▸ What to work on
Lines from the start of the data through the line containing "use serial_test::serial;" must be given again exactly. Leave the others out.

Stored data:

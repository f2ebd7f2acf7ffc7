// This Source Code Form is subject to the terms of the Mozilla Public
// License, v. 2.0. If a copy of the MPL was not distributed with this
// file, You can obtain one at https://mozilla.org/MPL/2.0/.

use super::*;
use crate::core::{TypeBuilder, ValueType};
use crate::proxy::DispatchTable;
use serde_json::json;
use serial_test::serial;

fn method(name: &str, params: Vec<ValueType>, ret: ValueType) -> MethodDescriptor {
    MethodDescriptor::new(name, params, ret)
}

fn constant(value: Value) -> Arc<dyn Interceptor> {
    Arc::new(FnInterceptor::new("constant", move |_, _, _, _| Ok(value.clone())))
}

#[test]
fn test_name_matcher() {
    let matcher = NameMatcher::of("hello");
    assert!(matcher.matches(&method("hello", vec![], ValueType::Void)));
    assert!(matcher.matches(&method("hello", vec![ValueType::String], ValueType::Void)));
    assert!(!matcher.matches(&method("hello2", vec![], ValueType::Void)));
    assert_eq!(matcher.matcher_type(), "name");
}

#[test]
fn test_glob_and_regex_matchers() {
    let glob = GlobMatcher::new(GlobMatcherConfig {
        patterns: vec!["get*".to_string(), "is?".to_string()],
    })
    .unwrap();
    assert!(glob.matches(&method("getName", vec![], ValueType::String)));
    assert!(glob.matches(&method("isA", vec![], ValueType::Bool)));
    assert!(!glob.matches(&method("isOpen", vec![], ValueType::Bool)));
    assert!(!glob.matches(&method("setName", vec![ValueType::String], ValueType::Void)));

    let regex = RegexMatcher::new(RegexMatcherConfig {
        pattern: "^(get|set)[A-Z]".to_string(),
    })
    .unwrap();
    assert!(regex.matches(&method("setName", vec![ValueType::String], ValueType::Void)));
    assert!(!regex.matches(&method("settle", vec![], ValueType::Void)));

    let err = RegexMatcher::new(RegexMatcherConfig {
        pattern: "(".to_string(),
    })
    .unwrap_err();
    assert!(matches!(err, ProxyError::MatcherError(_)));
}

#[test]
fn test_signature_parameter_and_return_matchers() {
    let two_strings = method("hello", vec![ValueType::String, ValueType::String], ValueType::String);
    let one_string = method("hello", vec![ValueType::String], ValueType::String);

    let signature = SignatureMatcher::of("hello", vec![ValueType::String, ValueType::String]);
    assert!(signature.matches(&two_strings));
    assert!(!signature.matches(&one_string));

    let params = ParameterMatcher::new(ParameterMatcherConfig {
        params: vec![ValueType::String],
    });
    assert!(params.matches(&one_string));
    assert!(!params.matches(&two_strings));

    let returns = ReturnTypeMatcher::new(ReturnTypeMatcherConfig {
        returns: ValueType::String,
    });
    assert!(returns.matches(&one_string));
    assert!(!returns.matches(&method("close", vec![], ValueType::Void)));
}

#[test]
fn test_any_all_and_fn_matchers() {
    let getter = method("getName", vec![], ValueType::String);
    let setter = method("setName", vec![ValueType::String], ValueType::Void);

    assert!(AnyMatcher.matches(&getter));

    let all = AllMatcher::new(vec![
        Arc::new(FnMatcher::new("starts-with-get", |m| m.name().starts_with("get"))),
        Arc::new(ReturnTypeMatcher::new(ReturnTypeMatcherConfig {
            returns: ValueType::String,
        })),
    ]);
    assert!(all.matches(&getter));
    assert!(!all.matches(&setter));
    assert_eq!(all.matcher_type(), "all");
}

#[test]
fn test_matcher_factory_builtins() {
    let name = MatcherFactory::create_matcher("name", json!({ "names": ["run"] })).unwrap();
    assert_eq!(name.matcher_type(), "name");
    assert!(name.matches(&method("run", vec![], ValueType::Void)));

    let any = MatcherFactory::create_matcher("any", Value::Null).unwrap();
    assert_eq!(any.matcher_type(), "any");

    let all = MatcherFactory::create_matcher(
        "all",
        json!({ "matchers": [
            { "type": "glob", "config": { "patterns": ["get*"] } },
            { "type": "parameters", "config": { "params": [] } }
        ] }),
    )
    .unwrap();
    assert!(all.matches(&method("getId", vec![], ValueType::Int)));
    assert!(!all.matches(&method("getById", vec![ValueType::Int], ValueType::Object)));

    let signature =
        MatcherFactory::create_matcher("signature", json!({ "name": "hello", "params": ["string"] })).unwrap();
    assert!(signature.matches(&method("hello", vec![ValueType::String], ValueType::String)));
}

#[test]
fn test_matcher_factory_errors() {
    assert!(matches!(
        MatcherFactory::create_matcher("telepathy", Value::Null),
        Err(ProxyError::MatcherError(_))
    ));
    assert!(matches!(
        MatcherFactory::create_matcher("name", json!({ "names": "not-a-list" })),
        Err(ProxyError::MatcherError(_))
    ));
    assert!(matches!(
        MatcherFactory::create_matcher("glob", json!({ "patterns": ["["] })),
        Err(ProxyError::MatcherError(_))
    ));
}

fn prefix_matcher(config: Value) -> Result<Arc<dyn MethodMatcher>, ProxyError> {
    let prefix = config
        .get("prefix")
        .and_then(Value::as_str)
        .ok_or_else(|| ProxyError::MatcherError("prefix required".to_string()))?
        .to_string();
    Ok(Arc::new(FnMatcher::new("prefix", move |m| m.name().starts_with(&prefix))))
}

fn answer_interceptor(_config: Value) -> Result<Arc<dyn Interceptor>, ProxyError> {
    Ok(constant(json!(42)))
}

#[test]
#[serial]
fn test_registered_matcher_and_interceptor() {
    register_matcher("test-prefix", prefix_matcher);
    register_interceptor("test-answer", answer_interceptor);

    let matcher = MatcherFactory::create_matcher("test-prefix", json!({ "prefix": "compute" })).unwrap();
    assert!(matcher.matches(&method("computeAll", vec![], ValueType::Int)));
    assert!(MatcherFactory::create_matcher("test-prefix", Value::Null).is_err());

    let interceptor = InterceptorFactory::create_interceptor("test-answer", Value::Null).unwrap();
    assert_eq!(interceptor.name(), "constant");
}

#[test]
fn test_interceptor_factory() {
    let logging = InterceptorFactory::create_interceptor("logging", Value::Null).unwrap();
    assert_eq!(logging.name(), "logging");

    let logging =
        InterceptorFactory::create_interceptor("logging", json!({ "log_level": "debug", "log_result": true }))
            .unwrap();
    assert_eq!(logging.name(), "logging");

    assert!(matches!(
        InterceptorFactory::create_interceptor("logging", json!({ "log_result": "yes" })),
        Err(ProxyError::UnsupportedRule(_))
    ));
    assert!(matches!(
        InterceptorFactory::create_interceptor("teleport", Value::Null),
        Err(ProxyError::UnsupportedRule(_))
    ));
}

#[test]
fn test_first_matching_rule_wins() {
    let rules = RuleSet::new(vec![
        Rule::new(Arc::new(NameMatcher::of("hello")), constant(json!("first"))),
        Rule::new(Arc::new(AnyMatcher), constant(json!("second"))),
        Rule::new(Arc::new(NameMatcher::of("hello")), constant(json!("third"))),
    ]);

    assert_eq!(rules.bind(&method("hello", vec![], ValueType::String)), Some(0));
    assert_eq!(rules.bind(&method("other", vec![], ValueType::String)), Some(1));
    assert_eq!(RuleSet::empty().bind(&method("hello", vec![], ValueType::String)), None);

    let narrow = RuleSet::new(vec![Rule::new(Arc::new(NameMatcher::of("hello")), constant(Value::Null))]);
    assert_eq!(narrow.bind(&method("bye", vec![], ValueType::Void)), None);
}

#[test]
fn test_rule_identity() {
    let rule = Rule::new(Arc::new(AnyMatcher), constant(Value::Null));
    let clone = rule.clone();
    let other = Rule::new(Arc::new(AnyMatcher), constant(Value::Null));
    assert_eq!(rule.id(), clone.id());
    assert_ne!(rule.id(), other.id());

    let set = RuleSet::new(vec![rule.clone(), other.clone()]);
    assert_eq!(set.fingerprint(), vec![rule.id(), other.id()]);
    assert_eq!(set.clone().fingerprint(), set.fingerprint());

    // Order is part of the identity
    let reversed = RuleSet::new(vec![other, rule]);
    assert_ne!(set.fingerprint(), reversed.fingerprint());
    assert_eq!(set.len(), 2);
    assert!(!set.is_empty());
    assert_eq!(set.iter().count(), 2);
}

#[test]
fn test_rule_set_from_configs() {
    let configs: Vec<RuleConfig> = serde_json::from_value(json!([
        { "matcher": { "type": "name", "config": { "names": ["hello"] } },
          "interceptor": { "type": "logging" } },
        { "matcher": { "type": "any" },
          "interceptor": { "type": "logging", "config": { "log_arguments": false } } }
    ]))
    .unwrap();

    let rules = RuleSet::from_configs(&configs).unwrap();
    assert_eq!(rules.len(), 2);
    assert_eq!(rules.get(0).unwrap().matcher().matcher_type(), "name");
    assert_eq!(rules.get(1).unwrap().interceptor().name(), "logging");
    assert!(rules.get(2).is_none());
}

#[test]
fn test_logging_interceptor_forwards_to_super() {
    let target = TypeBuilder::class("Echo")
        .method(
            MethodDescriptor::new("echo", vec![ValueType::String], ValueType::String)
                .with_body(|_, args| Ok(args[0].clone())),
        )
        .build();
    let table = Arc::new(DispatchTable::plain(&target));
    let instance = Instance::new(table.clone(), false);
    let echo = table.slots()[0].method().clone();

    let interceptor = LoggingInterceptor::new(LoggingInterceptorConfig {
        log_result: true,
        ..LoggingInterceptorConfig::default()
    });
    let super_invoke = SuperInvoke::new(&instance, &echo);
    let result = interceptor
        .intercept(&instance, &echo, &super_invoke, &[json!("ping")])
        .unwrap();
    assert_eq!(result, json!("ping"));
}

▸ Written solution
repository f2ebd7f2acf7ffc7
// This Source Code Form is subject to the terms of the Mozilla Public
// License, v. 2.0. If a copy of the MPL was not distributed with this
// file, You can obtain one at https://mozilla.org/MPL/2.0/.

use super::*;
use crate::core::{TypeBuilder, ValueType};
use crate::proxy::DispatchTable;
use serde_json::json;
use serial_test::serial;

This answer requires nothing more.